Kami memulai perjalanan trekking ke Air Terjun Madakaripura. Karena jalan dekat tempat parkir rusak, sejak awal trekking kami harus melewati aliran hilir sungai yang cukup deras dengan bebatuan andesit besar yang terhampar tak karuan. Baru beberapa langkah berjalan di air sungai yang dingin, kami terperosok, dan aku menyarankan Arin supaya menggunakan pemandu saja. Arin awalnya menolak. Tapi aku tidak mau mengambil risiko, jalan terlalu berbahaya dan licin.
Memakai pemandu membuat suasana trekking menjadi lebih aman. Sungai ini dipeluk oleh punggung-punggung bukit yang begitu tinggi. Hujan yang masih mengguyur sebagian besar Probolinggo telah menyebabkan tanaman tumbuh menghijau dengan begitu rimbun. Air sungai bergemericik, berusaha meloloskan diri melalui celah-celah bebatuan yang mungkin telah melalui perjalanan jauh dari gunung sana. Burung-burung berkicau bahagia. Memang udara segar, air bersih melimpah, serta makanan yang melimpah ruah menjadikan kawasan ini tempat tinggal yang sempurna untuk makhluk hidup.
Kami meneruskan perjalanan menuju air terjun utama. Beberapa kali kami harus berjalan menyeberang sungai karena jalan trekking ambruk. Kemungkinan diserang banjir karena konstruksinya tidak terlalu kuat. Beberapa kali aku maupun Arin hampir terjatuh, tetapi pemandu kami dengan sigap segera menangkap. Memang untuk penyusur sungai pemula sepertiku, medan ini masih terlalu berat. Setidaknya kami harus berjalan sekitar 1 kilometer untuk bisa melihat kenampakan air terjun utama yang merupakan tertinggi di Jawa.
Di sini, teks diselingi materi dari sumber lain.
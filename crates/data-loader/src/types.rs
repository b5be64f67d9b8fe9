//! Core domain types for raw and cleaned rating data.
//!
//! Identifiers are kept as the raw tokens the source produced (trimmed).
//! They are never parsed as numbers: `"007"` and `"7"` are different users.

use crate::error::{DataLoadError, Result};
use serde::{Deserialize, Serialize};

// =============================================================================
// Type Aliases
// =============================================================================

/// Opaque user identifier, as it appeared in the source
pub type UserId = String;

/// Opaque item identifier, as it appeared in the source
pub type ItemId = String;

// =============================================================================
// Rating Triple
// =============================================================================

/// A single cleaned (user, item, rating) observation.
///
/// Triples are created by the cleaner and are read-only afterwards; every
/// later stage works on borrowed or cloned triples, never mutated ones.
#[derive(Debug, Clone, PartialEq, Serialize, Deserialize)]
pub struct RatingTriple {
    pub user_id: UserId,
    pub item_id: ItemId,
    pub rating: f32,
}

impl RatingTriple {
    pub fn new(user_id: impl Into<UserId>, item_id: impl Into<ItemId>, rating: f32) -> Self {
        Self {
            user_id: user_id.into(),
            item_id: item_id.into(),
            rating,
        }
    }
}

// =============================================================================
// Raw Rows
// =============================================================================

/// One structural row exactly as the source produced it.
///
/// `fields` holds the whole record, not just the three interesting columns;
/// a [`RowSchema`] says where those columns live.
#[derive(Debug, Clone, PartialEq, Eq)]
pub struct RawRow {
    /// 1-based line number in the source (header included)
    pub line: usize,
    pub fields: Vec<String>,
}

impl RawRow {
    pub fn new(line: usize, fields: Vec<String>) -> Self {
        Self { line, fields }
    }

    /// Convenience for building rows from string literals
    pub fn from_strs(line: usize, fields: &[&str]) -> Self {
        Self {
            line,
            fields: fields.iter().map(|f| f.to_string()).collect(),
        }
    }
}

/// Positions of the user, item and rating fields within a [`RawRow`].
///
/// Fields are private so every schema, deserialized ones included, goes
/// through [`RowSchema::new`] and addresses only positions inside `width`.
#[derive(Debug, Clone, Copy, PartialEq, Eq, Serialize, Deserialize)]
#[serde(try_from = "SchemaFields", into = "SchemaFields")]
pub struct RowSchema {
    user: usize,
    item: usize,
    rating: usize,
    /// Number of fields every well-formed row must have
    width: usize,
}

/// Unchecked wire form of a [`RowSchema`]
#[derive(Debug, Clone, Copy, Serialize, Deserialize)]
struct SchemaFields {
    user: usize,
    item: usize,
    rating: usize,
    width: usize,
}

impl TryFrom<SchemaFields> for RowSchema {
    type Error = DataLoadError;

    fn try_from(f: SchemaFields) -> Result<Self> {
        RowSchema::new(f.user, f.item, f.rating, f.width)
    }
}

impl From<RowSchema> for SchemaFields {
    fn from(s: RowSchema) -> Self {
        Self {
            user: s.user,
            item: s.item,
            rating: s.rating,
            width: s.width,
        }
    }
}

impl RowSchema {
    /// Build a schema, checking that every position lies inside `width`
    /// and that no two fields share a position.
    pub fn new(user: usize, item: usize, rating: usize, width: usize) -> Result<Self> {
        let positions = [user, item, rating];
        if let Some(&pos) = positions.iter().find(|&&p| p >= width) {
            return Err(DataLoadError::InvalidSchema(format!(
                "field position {} is outside row width {}",
                pos, width
            )));
        }
        if user == item || user == rating || item == rating {
            return Err(DataLoadError::InvalidSchema(format!(
                "user, item and rating must use distinct positions (got {}, {}, {})",
                user, item, rating
            )));
        }
        Ok(Self {
            user,
            item,
            rating,
            width,
        })
    }

    /// The plain three-column layout: `user, item, rating`
    pub fn positional() -> Self {
        Self {
            user: 0,
            item: 1,
            rating: 2,
            width: 3,
        }
    }

    pub fn user(&self) -> usize {
        self.user
    }

    pub fn item(&self) -> usize {
        self.item
    }

    pub fn rating(&self) -> usize {
        self.rating
    }

    pub fn width(&self) -> usize {
        self.width
    }
}

impl Default for RowSchema {
    fn default() -> Self {
        Self::positional()
    }
}

#[cfg(test)]
mod tests {
    use super::*;

    #[test]
    fn test_schema_rejects_out_of_range_position() {
        assert!(RowSchema::new(0, 1, 3, 3).is_err());
        assert!(RowSchema::new(0, 1, 2, 3).is_ok());
    }

    #[test]
    fn test_schema_rejects_shared_position() {
        let err = RowSchema::new(1, 1, 2, 4).unwrap_err();
        assert!(matches!(err, DataLoadError::InvalidSchema(_)));
    }

    #[test]
    fn test_positional_is_default() {
        assert_eq!(RowSchema::default(), RowSchema::positional());
        assert_eq!(RowSchema::default().width(), 3);
    }

    #[test]
    fn test_deserialized_schema_is_checked() {
        let ok: RowSchema =
            serde_json::from_str(r#"{"user": 2, "item": 0, "rating": 3, "width": 4}"#).unwrap();
        assert_eq!(ok, RowSchema::new(2, 0, 3, 4).unwrap());

        let out_of_range =
            serde_json::from_str::<RowSchema>(r#"{"user": 5, "item": 1, "rating": 2, "width": 3}"#);
        assert!(out_of_range.is_err());

        let shared =
            serde_json::from_str::<RowSchema>(r#"{"user": 0, "item": 0, "rating": 2, "width": 3}"#);
        assert!(shared.is_err());
    }
}
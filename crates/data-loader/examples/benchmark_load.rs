use data_loader::{MalformedPolicy, RatingsSummary, RecordCleaner, SourceOptions, parser};
use std::path::Path;
use std::time::Instant;

fn main() {
    let path = Path::new("data/raw/Ratings.csv");

    println!("Loading ratings from {}...\n", path.display());

    let start = Instant::now();
    let file = parser::read_ratings(path, &SourceOptions::default())
        .expect("Failed to read ratings");
    let read_elapsed = start.elapsed();

    let cleaner = RecordCleaner::new(file.schema, MalformedPolicy::Skip);
    let batch = cleaner.clean_all(&file.rows).expect("Failed to clean ratings");
    let elapsed = start.elapsed();

    let summary = RatingsSummary::from_triples(&batch.triples);

    println!("\n=== Load Complete ===");
    println!("Read time: {:?}", read_elapsed);
    println!("Total time: {:?}", elapsed);
    println!("Rows: {}", batch.rows_seen);
    println!("Ratings: {}", summary.count);
    println!("Users: {}", summary.unique_users);
    println!("Items: {}", summary.unique_items);
    println!("Rejected: {}", batch.rejected.total());
    println!("\nPerformance: {:.0} rows/second",
             batch.rows_seen as f64 / elapsed.as_secs_f64());
}
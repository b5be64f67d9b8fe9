//! Iterative sparsity filtering.
//!
//! Removes users with fewer than `min_user_ratings` ratings and items with
//! fewer than `min_item_ratings` ratings, repeating until a whole pass
//! removes nothing. Dropping a user can push one of its items under the item
//! threshold and vice versa, so a single pass is not enough.
//!
//! ## Algorithm
//! Each pass has two halves:
//! 1. drop every triple whose user has fewer than `min_user_ratings` triples
//! 2. recount items over what is left and drop every triple whose item has
//!    fewer than `min_item_ratings` triples
//!
//! The pass repeats while it keeps removing triples.
//!
//! Counts are kept incrementally instead of being recomputed per pass: ids
//! are interned once, every entity knows its triples, and dropping a triple
//! decrements the counter on the other axis. A half-pass only re-examines the
//! entities whose counter moved during the previous half-pass, which are the
//! only ones that can have newly fallen below their threshold.

use data_loader::RatingTriple;
use serde::{Deserialize, Serialize};
use std::collections::{BTreeMap, HashMap};

/// Ratings that meet both thresholds, counted within the set itself.
///
/// Only [`SparsityFilter`] can build one, so holding a `FilteredRatingSet`
/// means holding a fixed point. Survivors keep their input order.
#[derive(Debug, Clone, PartialEq)]
pub struct FilteredRatingSet {
    triples: Vec<RatingTriple>,
}

/// Number of triples referencing one user or item
#[derive(Debug, Clone, PartialEq, Eq, Serialize, Deserialize)]
pub struct ActivityCount {
    pub entity_id: String,
    pub count: usize,
}

impl FilteredRatingSet {
    pub fn triples(&self) -> &[RatingTriple] {
        &self.triples
    }

    pub fn iter(&self) -> std::slice::Iter<'_, RatingTriple> {
        self.triples.iter()
    }

    pub fn len(&self) -> usize {
        self.triples.len()
    }

    pub fn is_empty(&self) -> bool {
        self.triples.is_empty()
    }

    pub fn into_triples(self) -> Vec<RatingTriple> {
        self.triples
    }

    /// Ratings per user, ordered by user id
    pub fn user_activity(&self) -> Vec<ActivityCount> {
        activity(self.triples.iter().map(|t| t.user_id.as_str()))
    }

    /// Ratings per item, ordered by item id
    pub fn item_activity(&self) -> Vec<ActivityCount> {
        activity(self.triples.iter().map(|t| t.item_id.as_str()))
    }

    /// Whether every user and item in the set meets the given thresholds
    pub fn meets_thresholds(&self, min_user_ratings: u32, min_item_ratings: u32) -> bool {
        let min_user = min_user_ratings as usize;
        let min_item = min_item_ratings as usize;
        self.user_activity().iter().all(|a| a.count >= min_user)
            && self.item_activity().iter().all(|a| a.count >= min_item)
    }
}

impl<'a> IntoIterator for &'a FilteredRatingSet {
    type Item = &'a RatingTriple;
    type IntoIter = std::slice::Iter<'a, RatingTriple>;

    fn into_iter(self) -> Self::IntoIter {
        self.triples.iter()
    }
}

fn activity<'a>(ids: impl Iterator<Item = &'a str>) -> Vec<ActivityCount> {
    let mut counts: BTreeMap<&str, usize> = BTreeMap::new();
    for id in ids {
        *counts.entry(id).or_insert(0) += 1;
    }
    counts
        .into_iter()
        .map(|(id, count)| ActivityCount {
            entity_id: id.to_string(),
            count,
        })
        .collect()
}

/// What a filter run produced
#[derive(Debug, Clone)]
pub struct FilterOutcome {
    pub ratings: FilteredRatingSet,
    /// Number of full user+item passes, including the final no-change pass
    pub passes: usize,
    /// Triples removed in total
    pub dropped: usize,
}

/// Fixed-point filter on per-user and per-item rating counts.
#[derive(Debug, Clone, Copy, PartialEq, Eq)]
pub struct SparsityFilter {
    min_user_ratings: u32,
    min_item_ratings: u32,
}

impl SparsityFilter {
    pub fn new(min_user_ratings: u32, min_item_ratings: u32) -> Self {
        Self {
            min_user_ratings,
            min_item_ratings,
        }
    }

    pub fn min_user_ratings(&self) -> u32 {
        self.min_user_ratings
    }

    pub fn min_item_ratings(&self) -> u32 {
        self.min_item_ratings
    }

    /// Filter `triples` down to their fixed point.
    ///
    /// Takes ownership so survivors are moved, not cloned.
    pub fn apply(&self, triples: Vec<RatingTriple>) -> FilterOutcome {
        let total = triples.len();
        let mut users = EntityCounts::intern(triples.iter().map(|t| t.user_id.as_str()));
        let mut items = EntityCounts::intern(triples.iter().map(|t| t.item_id.as_str()));

        let min_user = self.min_user_ratings as usize;
        let min_item = self.min_item_ratings as usize;

        let mut alive = vec![true; total];
        let mut remaining = total;
        let mut passes = 0;

        // First pass looks at everyone
        let mut user_candidates: Vec<usize> = (0..users.len()).collect();
        let mut first_pass = true;

        loop {
            passes += 1;
            let pass_start = remaining;

            let touched_items = drop_below(
                &mut users,
                &mut items,
                &user_candidates,
                min_user,
                &mut alive,
                &mut remaining,
            );
            let item_candidates = if first_pass {
                (0..items.len()).collect()
            } else {
                touched_items
            };

            user_candidates = drop_below(
                &mut items,
                &mut users,
                &item_candidates,
                min_item,
                &mut alive,
                &mut remaining,
            );
            first_pass = false;

            tracing::debug!(
                "Sparsity pass {}: {} -> {} triples",
                passes,
                pass_start,
                remaining
            );

            if remaining == pass_start {
                break;
            }
        }

        let survivors: Vec<RatingTriple> = triples
            .into_iter()
            .zip(alive)
            .filter_map(|(triple, keep)| keep.then_some(triple))
            .collect();

        tracing::info!(
            "Sparsity filter (min_user={}, min_item={}) kept {}/{} triples after {} passes",
            self.min_user_ratings,
            self.min_item_ratings,
            survivors.len(),
            total,
            passes
        );

        FilterOutcome {
            ratings: FilteredRatingSet { triples: survivors },
            passes,
            dropped: total - remaining,
        }
    }
}

/// Interned ids of one axis with live counters and per-entity triple lists
struct EntityCounts {
    /// Entity index for each triple
    of_triple: Vec<usize>,
    /// Triples referencing each entity
    triples: Vec<Vec<usize>>,
    /// Live triples referencing each entity
    counts: Vec<usize>,
    /// Dedup marks for the touched list of the current half-pass
    touched: Vec<bool>,
}

impl EntityCounts {
    fn intern<'a>(ids: impl Iterator<Item = &'a str>) -> Self {
        let mut lookup: HashMap<&str, usize> = HashMap::new();
        let mut of_triple = Vec::new();
        let mut triples: Vec<Vec<usize>> = Vec::new();

        for (triple_idx, id) in ids.enumerate() {
            let next = lookup.len();
            let entity = *lookup.entry(id).or_insert(next);
            if entity == triples.len() {
                triples.push(Vec::new());
            }
            triples[entity].push(triple_idx);
            of_triple.push(entity);
        }

        let counts = triples.iter().map(Vec::len).collect();
        let touched = vec![false; triples.len()];
        Self {
            of_triple,
            triples,
            counts,
            touched,
        }
    }

    fn len(&self) -> usize {
        self.triples.len()
    }
}

/// Drop every live triple of each candidate on `axis` whose count is below
/// `min`, decrementing the counters of `other`. Returns the entities of
/// `other` whose counters moved.
fn drop_below(
    axis: &mut EntityCounts,
    other: &mut EntityCounts,
    candidates: &[usize],
    min: usize,
    alive: &mut [bool],
    remaining: &mut usize,
) -> Vec<usize> {
    let mut touched = Vec::new();

    for &entity in candidates {
        let count = axis.counts[entity];
        if count == 0 || count >= min {
            continue;
        }
        for &t in &axis.triples[entity] {
            if !alive[t] {
                continue;
            }
            alive[t] = false;
            *remaining -= 1;

            let peer = other.of_triple[t];
            other.counts[peer] -= 1;
            if !other.touched[peer] {
                other.touched[peer] = true;
                touched.push(peer);
            }
        }
        axis.counts[entity] = 0;
    }

    for &peer in &touched {
        other.touched[peer] = false;
    }
    touched
}
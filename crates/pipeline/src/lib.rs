//! Sparsity filtering and index remapping for rating data.
//!
//! This crate provides:
//! - SparsityFilter: fixed-point removal of low-activity users and items
//! - IndexMapper: deterministic dense indices for the survivors
//! - InteractionMatrixBuilder: dense `(user_idx, item_idx, rating)` records
//! - RatingsProcessor: runs the stages in order and reports on the run
//!
//! ## Architecture
//! Data flows strictly one way:
//! 1. Cleaned triples (from `data_loader`) go through the SparsityFilter
//! 2. The resulting FilteredRatingSet is numbered by the IndexMapper
//! 3. The InteractionMatrixBuilder rewrites the set through the IndexMap
//!
//! ## Example Usage
//! ```ignore
//! use pipeline::{PipelineConfig, RatingsProcessor};
//!
//! let processor = RatingsProcessor::new(PipelineConfig::new(5, 5));
//! let processed = processor.process_rows(&file.rows, file.schema)?;
//!
//! if processed.report.is_empty_result() {
//!     eprintln!("thresholds too strict, nothing left");
//! }
//! pipeline::export::write_outputs(Path::new("out"), &processed)?;
//! ```

pub mod config;
pub mod error;
pub mod export;
pub mod index_map;
pub mod interactions;
pub mod processor;
pub mod profiles;
pub mod sparsity;

// Re-export main types
pub use config::PipelineConfig;
pub use error::{Axis, PipelineError, Result};
pub use index_map::{DenseIndex, IdIndex, IndexMap, IndexMapper};
pub use interactions::{InteractionDataset, InteractionMatrixBuilder, InteractionRecord, MatrixShape};
pub use processor::{PipelineReport, PipelineWarning, ProcessedRatings, RatingsProcessor};
pub use profiles::{ItemStats, UserProfile};
pub use sparsity::{ActivityCount, FilterOutcome, FilteredRatingSet, SparsityFilter};
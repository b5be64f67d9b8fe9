//! Quick descriptive statistics over a set of cleaned triples.

use crate::types::RatingTriple;
use serde::{Deserialize, Serialize};
use std::collections::HashSet;

/// Basic shape of a ratings collection
#[derive(Debug, Clone, Copy, PartialEq, Serialize, Deserialize)]
pub struct RatingsSummary {
    pub count: usize,
    pub unique_users: usize,
    pub unique_items: usize,
    /// `(min, max)` rating, `None` for an empty collection
    pub rating_range: Option<(f32, f32)>,
}

impl RatingsSummary {
    pub fn from_triples(triples: &[RatingTriple]) -> Self {
        let users: HashSet<&str> = triples.iter().map(|t| t.user_id.as_str()).collect();
        let items: HashSet<&str> = triples.iter().map(|t| t.item_id.as_str()).collect();

        let rating_range = triples.iter().map(|t| t.rating).fold(None, |acc, r| match acc {
            None => Some((r, r)),
            Some((lo, hi)) => Some((f32::min(lo, r), f32::max(hi, r))),
        });

        Self {
            count: triples.len(),
            unique_users: users.len(),
            unique_items: items.len(),
            rating_range,
        }
    }
}
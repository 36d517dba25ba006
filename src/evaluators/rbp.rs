extern crate ir_core;

use self::ir_core::{Evaluator, Run};

use crate::evaluators::parameters::RbpParameters;
use crate::evaluators::utils::judged_gains;
use crate::metrics::GainFunction;

#[derive(Clone, Debug)]
/// Rank-biased precision, for a user who moves from one document to the next with a
/// fixed probability.  It looks at the whole run.
pub struct RankBiasedPrecision {
    /// Highest relevance level of the collection
    pub max_score: f64,
    /// Probability of moving on to the next document
    pub persistence: f64,
    /// Gain of each relevance level
    pub gain: GainFunction,
}

impl RankBiasedPrecision {
    /// Returns a new RankBiasedPrecision
    pub fn new(gain: GainFunction, max_score: f64, persistence: f64) -> Self {
        RankBiasedPrecision {
            max_score,
            persistence,
            gain,
        }
    }
}

impl From<&RbpParameters> for RankBiasedPrecision {
    fn from(parameters: &RbpParameters) -> Self {
        RankBiasedPrecision::new(parameters.gain, parameters.max_score, parameters.persistence)
    }
}

impl Evaluator for RankBiasedPrecision {
    fn short_name(&self) -> String {
        "RBP".to_string()
    }

    fn full_name(&self) -> String {
        "Rank-Biased Precision".to_string()
    }

    fn evaluate(&self, ground_truth: &Run, system_run: &Run) -> f64 {
        let max_gain = self.gain.gain(self.max_score);
        if max_gain == 0.0 {
            return 0.0;
        }

        let gains = judged_gains(ground_truth, &self.gain);
        let total: f64 = system_run
            .iter()
            .enumerate()
            .filter_map(|(i, r)| gains.get(&r.document).map(|g| g * self.persistence.powi(i as i32)))
            .sum();

        (1.0 - self.persistence) * total / max_gain
    }
}

#[cfg(test)]
mod tests {
    use super::*;
    use crate::evaluators::test_utils::*;

    #[test]
    fn test_rbp() {
        let task = fixture();
        let rbp = scores(&task, &RankBiasedPrecision::new(GainFunction::Linear, 4.0, 0.95));
        assert_close(rbp["301"], 0.074088);
        assert_close(rbp["302"], 0.071967);
        assert_close(rbp["303"], 0.0);

        let impatient = scores(&task, &RankBiasedPrecision::new(GainFunction::Linear, 4.0, 0.5));
        assert_close(impatient["301"], 0.1328125);
        assert_close(impatient["302"], 0.515625);
    }

    #[test]
    fn test_rbp_without_max_gain() {
        let task = fixture();
        let rbp = scores(&task, &RankBiasedPrecision::new(GainFunction::Linear, 0.0, 0.95));
        assert!(rbp.values().all(|v| *v == 0.0));
    }
}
Di balik air terjun utama, terdapat sebuah goa yang merupakan tempat Patih Gajah Mada bersemedi sebelum akhir hayatnya. Goa tersebut sangat sulit untuk dicapai karena untuk ke sana kita harus melewati kolam air tempat jatuhnya air dengan kedalaman 7 meter dan arus air yang sangat deras. Menurut cerita dari pemanduku, pernah ada kasus orang tewas di kolam itu karena dikira kedalamannya dangkal. Kami cukup berhati-hati untuk tidak terlalu mendekat dengan kolam tersebut.
Perjalanan trekking kembali mengajarkanku tentang satu hal: bahwa manusia terlihat begitu kecil di hadapan Sang Pencipta. Alam ini begitu baik mengizinkan kita untuk melihat keelokannya. Haruslah rasa syukur dan rendah hati senantiasa terus berkembang di ketulusan hati yang paling dalam.